● **PROBLEM TO WORK ON**: The line containing "calls the adapter" marks the end; copy exactly all lines from the start of the material up to and including it.

-------------------------

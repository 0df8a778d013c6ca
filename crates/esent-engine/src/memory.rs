//! In-memory engine.
//!
//! Databases are registered up front by path, populated with tables and
//! rows, and then read through the same [`JetEngine`] calls the adapter
//! issues against the real engine. Every instance, session, and cursor is
//! tracked so callers can assert that teardown released them, and any step
//! can be made to fail with a chosen status code.

use std::collections::HashMap;
use std::path::{Path, PathBuf};
use std::sync::Arc;

use parking_lot::Mutex;
use tracing::debug;

use crate::handles::{
    CatalogColumn, CatalogIndexColumn, ColumnId, DatabaseId, InstanceId, JetError, JetResult,
    Movement, Retrieved, SessionId,
};
use crate::traits::{JetEngine, JetTable};

/// Engine entry points that can be made to fail.
#[derive(Debug, Clone, Copy, PartialEq, Eq, Hash)]
pub enum EngineStep {
    CreateInstance,
    Init,
    BeginSession,
    AttachDatabase,
    OpenDatabase,
    ColumnCatalog,
    IndexCatalog,
    OpenTable,
    Move,
    Retrieve,
}

type Row = Vec<Option<Vec<u8>>>;

#[derive(Debug, Default)]
struct MemoryTable {
    columns: Vec<CatalogColumn>,
    indexes: Vec<CatalogIndexColumn>,
    rows: Arc<Vec<Row>>,
}

#[derive(Debug, Default)]
struct MemoryDatabase {
    tables: HashMap<String, MemoryTable>,
}

#[derive(Debug, Default)]
struct InstanceState {
    name: String,
    initialized: bool,
    attached: Vec<PathBuf>,
}

#[derive(Debug)]
struct SessionState {
    instance: usize,
    open: HashMap<u32, PathBuf>,
}

#[derive(Debug, Default)]
struct MemoryEngineInner {
    databases: HashMap<PathBuf, MemoryDatabase>,
    instances: HashMap<usize, InstanceState>,
    sessions: HashMap<usize, SessionState>,
    failures: HashMap<EngineStep, i32>,
    next_handle: usize,
    next_dbid: u32,
    open_cursors: usize,
}

impl MemoryEngineInner {
    fn check(&self, step: EngineStep) -> JetResult<()> {
        match self.failures.get(&step) {
            Some(&code) => Err(JetError::new(code)),
            None => Ok(()),
        }
    }

    fn session(&self, session: SessionId) -> JetResult<&SessionState> {
        self.sessions
            .get(&session.0)
            .ok_or(JetError::new(JetError::INVALID_SESID))
    }

    fn table(&self, session: SessionId, database: DatabaseId, name: &str) -> JetResult<&MemoryTable> {
        let path = self
            .session(session)?
            .open
            .get(&database.0)
            .ok_or(JetError::new(JetError::DATABASE_NOT_FOUND))?;
        self.databases
            .get(path)
            .and_then(|db| db.tables.get(name))
            .ok_or(JetError::new(JetError::OBJECT_NOT_FOUND))
    }
}

/// A [`JetEngine`] backed by process memory.
///
/// Clones share state, so a test can keep a handle for inspection while the
/// adapter owns another.
#[derive(Debug, Clone, Default)]
pub struct MemoryEngine {
    inner: Arc<Mutex<MemoryEngineInner>>,
}

impl MemoryEngine {
    /// Create an engine with no databases.
    #[must_use]
    pub fn new() -> Self {
        Self::default()
    }

    /// Register an empty database file at `path`.
    pub fn create_database(&self, path: impl Into<PathBuf>) {
        self.inner.lock().databases.entry(path.into()).or_default();
    }

    /// Create (or replace) a table in the database at `path`, registering
    /// the database if needed.
    pub fn create_table(&self, path: impl AsRef<Path>, table: &str, columns: &[CatalogColumn]) {
        let mut inner = self.inner.lock();
        let db = inner
            .databases
            .entry(path.as_ref().to_path_buf())
            .or_default();
        db.tables.insert(
            table.to_owned(),
            MemoryTable {
                columns: columns.to_vec(),
                ..MemoryTable::default()
            },
        );
    }

    /// Append a record. `values` follow the column order given to
    /// [`MemoryEngine::create_table`]; `None` stores a null.
    ///
    /// # Panics
    ///
    /// Panics if the table does not exist or the value count differs from
    /// the column count.
    pub fn insert_row(&self, path: impl AsRef<Path>, table: &str, values: Row) {
        let mut inner = self.inner.lock();
        let target = inner
            .databases
            .get_mut(path.as_ref())
            .and_then(|db| db.tables.get_mut(table))
            .unwrap_or_else(|| panic!("no table {table} in {}", path.as_ref().display()));
        assert_eq!(values.len(), target.columns.len(), "column count mismatch");
        Arc::make_mut(&mut target.rows).push(values);
    }

    /// Declare an index over `columns` (in key order).
    ///
    /// # Panics
    ///
    /// Panics if the table or one of the columns does not exist.
    pub fn add_index(&self, path: impl AsRef<Path>, table: &str, index: &str, columns: &[&str]) {
        let mut inner = self.inner.lock();
        let target = inner
            .databases
            .get_mut(path.as_ref())
            .and_then(|db| db.tables.get_mut(table))
            .unwrap_or_else(|| panic!("no table {table} in {}", path.as_ref().display()));
        for (position, column_name) in columns.iter().enumerate() {
            let column = target
                .columns
                .iter()
                .find(|c| c.name == *column_name)
                .unwrap_or_else(|| panic!("no column {column_name} in {table}"));
            let entry = CatalogIndexColumn {
                index_name: index.to_owned(),
                column_name: column.name.clone(),
                position: u32::try_from(position).unwrap_or(u32::MAX),
                coltyp: column.coltyp,
            };
            target.indexes.push(entry);
        }
    }

    /// Make every subsequent call of `step` fail with `code`.
    pub fn inject_failure(&self, step: EngineStep, code: i32) {
        self.inner.lock().failures.insert(step, code);
    }

    /// Remove all injected failures.
    pub fn clear_failures(&self) {
        self.inner.lock().failures.clear();
    }

    /// Number of instances created and not yet terminated.
    #[must_use]
    pub fn live_instances(&self) -> usize {
        self.inner.lock().instances.len()
    }

    /// Number of live sessions.
    #[must_use]
    pub fn live_sessions(&self) -> usize {
        self.inner.lock().sessions.len()
    }

    /// Number of record cursors not yet closed.
    #[must_use]
    pub fn open_cursors(&self) -> usize {
        self.inner.lock().open_cursors
    }

    /// Names of the instances currently alive.
    #[must_use]
    pub fn instance_names(&self) -> Vec<String> {
        let inner = self.inner.lock();
        let mut names: Vec<String> = inner.instances.values().map(|i| i.name.clone()).collect();
        names.sort();
        names
    }
}

impl JetEngine for MemoryEngine {
    type Table = MemoryRecordCursor;

    fn name(&self) -> &'static str {
        "memory"
    }

    fn create_instance(&self, name: &str) -> JetResult<InstanceId> {
        let mut inner = self.inner.lock();
        inner.check(EngineStep::CreateInstance)?;
        inner.next_handle += 1;
        let id = inner.next_handle;
        inner.instances.insert(
            id,
            InstanceState {
                name: name.to_owned(),
                ..InstanceState::default()
            },
        );
        debug!(instance = id, name, "memory instance created");
        Ok(InstanceId(id))
    }

    fn init(&self, instance: InstanceId) -> JetResult<()> {
        let mut inner = self.inner.lock();
        inner.check(EngineStep::Init)?;
        let state = inner
            .instances
            .get_mut(&instance.0)
            .ok_or(JetError::new(JetError::INVALID_INSTANCE))?;
        state.initialized = true;
        Ok(())
    }

    fn begin_session(&self, instance: InstanceId) -> JetResult<SessionId> {
        let mut inner = self.inner.lock();
        inner.check(EngineStep::BeginSession)?;
        let state = inner
            .instances
            .get(&instance.0)
            .ok_or(JetError::new(JetError::INVALID_INSTANCE))?;
        if !state.initialized {
            return Err(JetError::new(JetError::NOT_INITIALIZED));
        }
        inner.next_handle += 1;
        let id = inner.next_handle;
        inner.sessions.insert(
            id,
            SessionState {
                instance: instance.0,
                open: HashMap::new(),
            },
        );
        Ok(SessionId(id))
    }

    fn attach_database(
        &self,
        session: SessionId,
        path: &Path,
        _max_pages: u32,
        _read_only: bool,
    ) -> JetResult<()> {
        let mut inner = self.inner.lock();
        inner.check(EngineStep::AttachDatabase)?;
        let instance = inner.session(session)?.instance;
        if !inner.databases.contains_key(path) {
            return Err(JetError::new(JetError::FILE_NOT_FOUND));
        }
        let state = inner
            .instances
            .get_mut(&instance)
            .ok_or(JetError::new(JetError::INVALID_INSTANCE))?;
        if !state.attached.iter().any(|p| p == path) {
            state.attached.push(path.to_path_buf());
        }
        Ok(())
    }

    fn open_database(
        &self,
        session: SessionId,
        path: &Path,
        _read_only: bool,
    ) -> JetResult<DatabaseId> {
        let mut inner = self.inner.lock();
        inner.check(EngineStep::OpenDatabase)?;
        let instance = inner.session(session)?.instance;
        let attached = inner
            .instances
            .get(&instance)
            .is_some_and(|state| state.attached.iter().any(|p| p == path));
        if !attached {
            return Err(JetError::new(JetError::DATABASE_NOT_FOUND));
        }
        inner.next_dbid += 1;
        let dbid = inner.next_dbid;
        inner
            .sessions
            .get_mut(&session.0)
            .ok_or(JetError::new(JetError::INVALID_SESID))?
            .open
            .insert(dbid, path.to_path_buf());
        Ok(DatabaseId(dbid))
    }

    fn column_catalog(
        &self,
        session: SessionId,
        database: DatabaseId,
        table: &str,
    ) -> JetResult<Vec<CatalogColumn>> {
        let inner = self.inner.lock();
        inner.check(EngineStep::ColumnCatalog)?;
        let mut columns = inner.table(session, database, table)?.columns.clone();
        columns.sort_by_key(|c| c.column_id);
        Ok(columns)
    }

    fn index_catalog(
        &self,
        session: SessionId,
        database: DatabaseId,
        table: &str,
    ) -> JetResult<Vec<CatalogIndexColumn>> {
        let inner = self.inner.lock();
        inner.check(EngineStep::IndexCatalog)?;
        Ok(inner.table(session, database, table)?.indexes.clone())
    }

    fn open_table(
        &self,
        session: SessionId,
        database: DatabaseId,
        table: &str,
    ) -> JetResult<MemoryRecordCursor> {
        let mut inner = self.inner.lock();
        inner.check(EngineStep::OpenTable)?;
        let target = inner.table(session, database, table)?;
        let columns = target.columns.iter().map(|c| c.column_id).collect();
        let rows = Arc::clone(&target.rows);
        inner.open_cursors += 1;
        Ok(MemoryRecordCursor {
            engine: Arc::clone(&self.inner),
            columns,
            rows,
            position: Position::BeforeFirst,
            closed: false,
        })
    }

    fn terminate(&self, instance: InstanceId) -> JetResult<()> {
        let mut inner = self.inner.lock();
        if inner.instances.remove(&instance.0).is_some() {
            inner.sessions.retain(|_, s| s.instance != instance.0);
            debug!(instance = instance.0, "memory instance terminated");
        }
        Ok(())
    }

    fn error_string(&self, code: i32) -> Option<String> {
        let text = match code {
            JetError::NO_CURRENT_RECORD => "JET_errNoCurrentRecord, Currency not on a record",
            JetError::OBJECT_NOT_FOUND => "JET_errObjectNotFound, No such table or object",
            JetError::INVALID_TABLE_ID => "JET_errInvalidTableId, Invalid table id",
            JetError::COLUMN_NOT_FOUND => "JET_errColumnNotFound, No such column",
            JetError::FILE_NOT_FOUND => "JET_errFileNotFound, File not found",
            JetError::INVALID_INSTANCE => "JET_errInvalidInstance, Invalid instance handle",
            JetError::INVALID_SESID => "JET_errInvalidSesid, Invalid session handle",
            JetError::DATABASE_NOT_FOUND => "JET_errDatabaseNotFound, No such database",
            JetError::NOT_INITIALIZED => "JET_errNotInitialized, JetInit not yet called",
            _ => return None,
        };
        Some(text.to_owned())
    }
}
/// A dynamically-typed relational value.
///
/// This is the shape every decoded legacy-engine column takes before it is
/// handed to the host: NULL, INTEGER, REAL, TEXT, or BLOB.
#[derive(Clone, Debug, serde::Serialize, serde::Deserialize)]
pub enum SqliteValue {
    /// SQL NULL.
    Null,
    /// A 64-bit signed integer.
    Integer(i64),
    /// A 64-bit IEEE 754 floating-point number.
    Float(f64),
    /// A UTF-8 text string.
    Text(String),
    /// A binary large object.
    Blob(Vec<u8>),
}

impl SqliteValue {
    /// Build a REAL value, mapping NaN to NULL the way SQLite does.
    #[must_use]
    pub fn float_or_null(value: f64) -> Self {
        if value.is_nan() {
            Self::Null
        } else {
            Self::Float(value)
        }
    }

    pub const fn is_null(&self) -> bool {
        matches!(self, Self::Null)
    }

    /// Convert to an integer following SQLite's coercion rules: NULL and
    /// BLOB give 0, REAL truncates, TEXT parses (as integer, then as real)
    /// and gives 0 when it cannot.
    #[allow(clippy::cast_possible_truncation)]
    pub fn to_integer(&self) -> i64 {
        match self {
            Self::Null | Self::Blob(_) => 0,
            Self::Integer(i) => *i,
            Self::Float(f) => *f as i64,
            Self::Text(s) => {
                let s = s.trim();
                s.parse::<i64>()
                    .unwrap_or_else(|_| s.parse::<f64>().map_or(0, |f| f as i64))
            }
        }
    }
}

impl PartialEq for SqliteValue {
    #[allow(clippy::float_cmp)]
    fn eq(&self, other: &Self) -> bool {
        match (self, other) {
            (Self::Null, Self::Null) => true,
            (Self::Integer(a), Self::Integer(b)) => a == b,
            (Self::Float(a), Self::Float(b)) => a == b,
            (Self::Text(a), Self::Text(b)) => a == b,
            (Self::Blob(a), Self::Blob(b)) => a == b,
            _ => false,
        }
    }
}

-------------------------

● **SOLUTION BELOW**:
repository 0df8a778d013c6ca
filename crates/esent-engine/src/memory.rs
//! In-memory engine.
//!
//! Databases are registered up front by path, populated with tables and
//! rows, and then read through the same [`JetEngine`] calls the adapter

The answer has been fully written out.